Collected data
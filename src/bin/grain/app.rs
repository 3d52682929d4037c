//! Audio setup: cpal input → rtrb ring → engine → cpal output

use color_eyre::eyre::{eyre, Result as EyreResult, WrapErr};
use cpal::traits::{DeviceTrait, HostTrait, StreamTrait};
use log::{error, info, warn};
use rtrb::{Consumer, Producer, RingBuffer};

use saavy_grain::{
    io::interleave,
    synth::{MessageReceiver, NoteEvent, SynthMessage},
    EngineConfig, GranularEngine, MAX_BLOCK_SIZE,
};

use super::ui::{UiApp, UiInit, UiUpdate, VoiceMeter, MAX_UI_VOICES};

const MESSAGE_QUEUE_SIZE: usize = 64;
const SCOPE_RING_SIZE: usize = 16 * 1024;
const UI_STATE_RING_SIZE: usize = 32;
/// Input ring holds half a second of audio
const INPUT_RING_SECONDS: f32 = 0.5;

pub fn run() -> EyreResult<()> {
    let host = cpal::default_host();
    let output_device = host
        .default_output_device()
        .ok_or_else(|| eyre!("no default output device available"))?;
    let input_device = host
        .default_input_device()
        .ok_or_else(|| eyre!("no default input device available"))?;

    let output_config = output_device
        .default_output_config()
        .wrap_err("failed to fetch default output config")?;
    let input_config = input_device
        .default_input_config()
        .wrap_err("failed to fetch default input config")?;

    if output_config.sample_format() != cpal::SampleFormat::F32
        || input_config.sample_format() != cpal::SampleFormat::F32
    {
        return Err(eyre!("grain requires f32 input and output sample formats"));
    }

    let sample_rate = output_config.sample_rate().0 as f32;
    let out_channels = output_config.channels() as usize;
    let in_channels = input_config.channels() as usize;

    if input_config.sample_rate() != output_config.sample_rate() {
        warn!(
            "input runs at {} Hz, output at {} Hz; grains will be pitched accordingly",
            input_config.sample_rate().0,
            sample_rate
        );
    }

    let config = EngineConfig {
        channels: out_channels,
        sample_rate,
        max_block_size: MAX_BLOCK_SIZE,
        buffer_frames: sample_rate as usize,
        ..EngineConfig::default()
    };
    let engine = GranularEngine::new(config.clone()).wrap_err("invalid engine configuration")?;
    info!("{in_channels} input channel(s), {out_channels} output channel(s) @ {sample_rate} Hz");

    // --- Cross-thread rings ---
    let input_len = (sample_rate * INPUT_RING_SECONDS) as usize * in_channels;
    let (mut input_tx, input_rx) = RingBuffer::<f32>::new(input_len.max(MAX_BLOCK_SIZE));
    let (msg_tx, msg_rx) = RingBuffer::<SynthMessage>::new(MESSAGE_QUEUE_SIZE);
    let (scope_tx, scope_rx) = RingBuffer::<f32>::new(SCOPE_RING_SIZE);
    let (state_tx, state_rx) = RingBuffer::<UiUpdate>::new(UI_STATE_RING_SIZE);

    let input_stream = input_device
        .build_input_stream(
            &input_config.into(),
            move |data: &[f32], _: &cpal::InputCallbackInfo| {
                // Overflow drops the newest samples; the recorder only wants recent audio anyway
                for &sample in data {
                    if input_tx.push(sample).is_err() {
                        break;
                    }
                }
            },
            |err| error!("input stream error: {err}"),
            None,
        )
        .wrap_err("failed to build input stream")?;

    let mut renderer = Renderer::new(
        engine,
        in_channels,
        out_channels,
        input_rx,
        msg_rx,
        scope_tx,
        state_tx,
    );

    let output_stream = output_device
        .build_output_stream(
            &output_config.into(),
            move |data: &mut [f32], _: &cpal::OutputCallbackInfo| renderer.fill(data),
            |err| error!("output stream error: {err}"),
            None,
        )
        .wrap_err("failed to build output stream")?;

    input_stream.play().wrap_err("failed to start input stream")?;
    output_stream.play().wrap_err("failed to start output stream")?;

    let init = UiInit {
        sample_rate,
        channels: out_channels,
        voices: config.voices,
        buffer_frames: config.buffer_frames,
        rate: config.rate,
        envelope: config.envelope,
    };

    let mut terminal = ratatui::init();
    let result = UiApp::new(init, msg_tx, scope_rx, state_rx).run(&mut terminal);
    ratatui::restore();

    result
}

/// Everything the output callback owns. Buffers are sized once up front.
struct Renderer {
    engine: GranularEngine,
    in_channels: usize,
    out_channels: usize,
    input_rx: Consumer<f32>,
    msg_rx: Consumer<SynthMessage>,
    scope_tx: Producer<f32>,
    state_tx: Producer<UiUpdate>,
    input: Vec<Vec<f32>>,
    output: Vec<Vec<f32>>,
    events: Vec<NoteEvent>,
    frame: Vec<f32>,
}

impl Renderer {
    fn new(
        engine: GranularEngine,
        in_channels: usize,
        out_channels: usize,
        input_rx: Consumer<f32>,
        msg_rx: Consumer<SynthMessage>,
        scope_tx: Producer<f32>,
        state_tx: Producer<UiUpdate>,
    ) -> Self {
        Self {
            engine,
            in_channels,
            out_channels,
            input_rx,
            msg_rx,
            scope_tx,
            state_tx,
            input: vec![Vec::with_capacity(MAX_BLOCK_SIZE); out_channels],
            output: vec![Vec::with_capacity(MAX_BLOCK_SIZE); out_channels],
            events: Vec::with_capacity(MESSAGE_QUEUE_SIZE),
            frame: vec![0.0; in_channels.max(1)],
        }
    }

    fn fill(&mut self, data: &mut [f32]) {
        let total_frames = data.len() / self.out_channels;
        let mut frames_written = 0;

        while frames_written < total_frames {
            let frames = (total_frames - frames_written).min(MAX_BLOCK_SIZE);

            // Within capacity, so no allocation
            for buf in self.input.iter_mut().chain(self.output.iter_mut()) {
                buf.resize(frames, 0.0);
            }

            self.pull_input(frames);
            self.pull_messages();

            self.engine
                .process_block(self.input.as_slice(), self.output.as_mut_slice(), &self.events);

            let out_off = frames_written * self.out_channels;
            interleave(self.output.as_slice(), &mut data[out_off..out_off + frames * self.out_channels]);

            self.publish(frames);
            frames_written += frames;
        }
    }

    // Missing input (underrun) records as silence
    fn pull_input(&mut self, frames: usize) {
        for i in 0..frames {
            for sample in self.frame.iter_mut() {
                *sample = self.input_rx.pop().unwrap_or(0.0);
            }
            // Mono input feeds every channel; extra input channels are dropped
            for (ch, buf) in self.input.iter_mut().enumerate() {
                buf[i] = self.frame[ch % self.in_channels.max(1)];
            }
        }
    }

    fn pull_messages(&mut self) {
        self.events.clear();
        while self.events.len() < self.events.capacity() {
            match MessageReceiver::pop(&mut self.msg_rx) {
                Some(message) => self.events.push(NoteEvent::new(0, message)),
                None => break,
            }
        }
    }

    fn publish(&mut self, frames: usize) {
        for i in 0..frames {
            let mono = self.output.iter().map(|ch| ch[i]).sum::<f32>() / self.out_channels as f32;
            if self.scope_tx.push(mono).is_err() {
                break;
            }
        }

        let mut update = UiUpdate::default();
        for (meter, voice) in update
            .voices
            .iter_mut()
            .zip(self.engine.voices().voices().iter().take(MAX_UI_VOICES))
        {
            *meter = VoiceMeter {
                active: voice.is_active(),
                level: voice.level(),
                note: voice.note(),
            };
        }
        update.active_voices = self.engine.voices().active_voice_count() as u8;
        let _ = self.state_tx.push(update);
    }
}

§ **Assignment**
All of the data must be written out again, exactly as it stands.

§ **The answer**
filename src/bin/grain/app.rs
repository 3d52682929d4037c
//! Audio setup: cpal input → rtrb ring → engine → cpal output

use color_eyre::eyre::{eyre, Result as EyreResult, WrapErr};
use cpal::traits::{DeviceTrait, HostTrait, StreamTrait};
use log::{error, info, warn};
use rtrb::{Consumer, Producer, RingBuffer};

use saavy_grain::{
    io::interleave,
    synth::{MessageReceiver, NoteEvent, SynthMessage},
    EngineConfig, GranularEngine, MAX_BLOCK_SIZE,
};

use super::ui::{UiApp, UiInit, UiUpdate, VoiceMeter, MAX_UI_VOICES};

const MESSAGE_QUEUE_SIZE: usize = 64;
const SCOPE_RING_SIZE: usize = 16 * 1024;
const UI_STATE_RING_SIZE: usize = 32;
/// Input ring holds half a second of audio
const INPUT_RING_SECONDS: f32 = 0.5;

pub fn run() -> EyreResult<()> {
    let host = cpal::default_host();
    let output_device = host
        .default_output_device()
        .ok_or_else(|| eyre!("no default output device available"))?;
    let input_device = host
        .default_input_device()
        .ok_or_else(|| eyre!("no default input device available"))?;

    let output_config = output_device
        .default_output_config()
        .wrap_err("failed to fetch default output config")?;
    let input_config = input_device
        .default_input_config()
        .wrap_err("failed to fetch default input config")?;

    if output_config.sample_format() != cpal::SampleFormat::F32
        || input_config.sample_format() != cpal::SampleFormat::F32
    {
        return Err(eyre!("grain requires f32 input and output sample formats"));
    }

    let sample_rate = output_config.sample_rate().0 as f32;
    let out_channels = output_config.channels() as usize;
    let in_channels = input_config.channels() as usize;

    if input_config.sample_rate() != output_config.sample_rate() {
        warn!(
            "input runs at {} Hz, output at {} Hz; grains will be pitched accordingly",
            input_config.sample_rate().0,
            sample_rate
        );
    }

    let config = EngineConfig {
        channels: out_channels,
        sample_rate,
        max_block_size: MAX_BLOCK_SIZE,
        buffer_frames: sample_rate as usize,
        ..EngineConfig::default()
    };
    let engine = GranularEngine::new(config.clone()).wrap_err("invalid engine configuration")?;
    info!("{in_channels} input channel(s), {out_channels} output channel(s) @ {sample_rate} Hz");

    // --- Cross-thread rings ---
    let input_len = (sample_rate * INPUT_RING_SECONDS) as usize * in_channels;
    let (mut input_tx, input_rx) = RingBuffer::<f32>::new(input_len.max(MAX_BLOCK_SIZE));
    let (msg_tx, msg_rx) = RingBuffer::<SynthMessage>::new(MESSAGE_QUEUE_SIZE);
    let (scope_tx, scope_rx) = RingBuffer::<f32>::new(SCOPE_RING_SIZE);
    let (state_tx, state_rx) = RingBuffer::<UiUpdate>::new(UI_STATE_RING_SIZE);

    let input_stream = input_device
        .build_input_stream(
            &input_config.into(),
            move |data: &[f32], _: &cpal::InputCallbackInfo| {
                // Overflow drops the newest samples; the recorder only wants recent audio anyway
                for &sample in data {
                    if input_tx.push(sample).is_err() {
                        break;
                    }
                }
            },
            |err| error!("input stream error: {err}"),
            None,
        )
        .wrap_err("failed to build input stream")?;

    let mut renderer = Renderer::new(
        engine,
        in_channels,
        out_channels,
        input_rx,
        msg_rx,
        scope_tx,
        state_tx,
    );

    let output_stream = output_device
        .build_output_stream(
            &output_config.into(),
            move |data: &mut [f32], _: &cpal::OutputCallbackInfo| renderer.fill(data),
            |err| error!("output stream error: {err}"),
            None,
        )
        .wrap_err("failed to build output stream")?;

    input_stream.play().wrap_err("failed to start input stream")?;
    output_stream.play().wrap_err("failed to start output stream")?;

    let init = UiInit {
        sample_rate,
        channels: out_channels,
        voices: config.voices,
        buffer_frames: config.buffer_frames,
        rate: config.rate,
        envelope: config.envelope,
    };

    let mut terminal = ratatui::init();
    let result = UiApp::new(init, msg_tx, scope_rx, state_rx).run(&mut terminal);
    ratatui::restore();

    result
}

/// Everything the output callback owns. Buffers are sized once up front.
struct Renderer {
    engine: GranularEngine,
    in_channels: usize,
    out_channels: usize,
    input_rx: Consumer<f32>,
    msg_rx: Consumer<SynthMessage>,
    scope_tx: Producer<f32>,
    state_tx: Producer<UiUpdate>,
    input: Vec<Vec<f32>>,
    output: Vec<Vec<f32>>,
    events: Vec<NoteEvent>,
    frame: Vec<f32>,
}

impl Renderer {
    fn new(
        engine: GranularEngine,
        in_channels: usize,
        out_channels: usize,
        input_rx: Consumer<f32>,
        msg_rx: Consumer<SynthMessage>,
        scope_tx: Producer<f32>,
        state_tx: Producer<UiUpdate>,
    ) -> Self {
        Self {
            engine,
            in_channels,
            out_channels,
            input_rx,
            msg_rx,
            scope_tx,
            state_tx,
            input: vec![Vec::with_capacity(MAX_BLOCK_SIZE); out_channels],
            output: vec![Vec::with_capacity(MAX_BLOCK_SIZE); out_channels],
            events: Vec::with_capacity(MESSAGE_QUEUE_SIZE),
            frame: vec![0.0; in_channels.max(1)],
        }
    }

    fn fill(&mut self, data: &mut [f32]) {
        let total_frames = data.len() / self.out_channels;
        let mut frames_written = 0;

        while frames_written < total_frames {
            let frames = (total_frames - frames_written).min(MAX_BLOCK_SIZE);

            // Within capacity, so no allocation
            for buf in self.input.iter_mut().chain(self.output.iter_mut()) {
                buf.resize(frames, 0.0);
            }

            self.pull_input(frames);
            self.pull_messages();

            self.engine
                .process_block(self.input.as_slice(), self.output.as_mut_slice(), &self.events);

            let out_off = frames_written * self.out_channels;
            interleave(self.output.as_slice(), &mut data[out_off..out_off + frames * self.out_channels]);

            self.publish(frames);
            frames_written += frames;
        }
    }

    // Missing input (underrun) records as silence
    fn pull_input(&mut self, frames: usize) {
        for i in 0..frames {
            for sample in self.frame.iter_mut() {
                *sample = self.input_rx.pop().unwrap_or(0.0);
            }
            // Mono input feeds every channel; extra input channels are dropped
            for (ch, buf) in self.input.iter_mut().enumerate() {
                buf[i] = self.frame[ch % self.in_channels.max(1)];
            }
        }
    }

    fn pull_messages(&mut self) {
        self.events.clear();
        while self.events.len() < self.events.capacity() {
            match MessageReceiver::pop(&mut self.msg_rx) {
                Some(message) => self.events.push(NoteEvent::new(0, message)),
                None => break,
            }
        }
    }

    fn publish(&mut self, frames: usize) {
        for i in 0..frames {
            let mono = self.output.iter().map(|ch| ch[i]).sum::<f32>() / self.out_channels as f32;
            if self.scope_tx.push(mono).is_err() {
                break;
            }
        }

        let mut update = UiUpdate::default();
        for (meter, voice) in update
            .voices
            .iter_mut()
            .zip(self.engine.voices().voices().iter().take(MAX_UI_VOICES))
        {
            *meter = VoiceMeter {
                active: voice.is_active(),
                level: voice.level(),
                note: voice.note(),
            };
        }
        update.active_voices = self.engine.voices().active_voice_count() as u8;
        let _ = self.state_tx.push(update);
    }
}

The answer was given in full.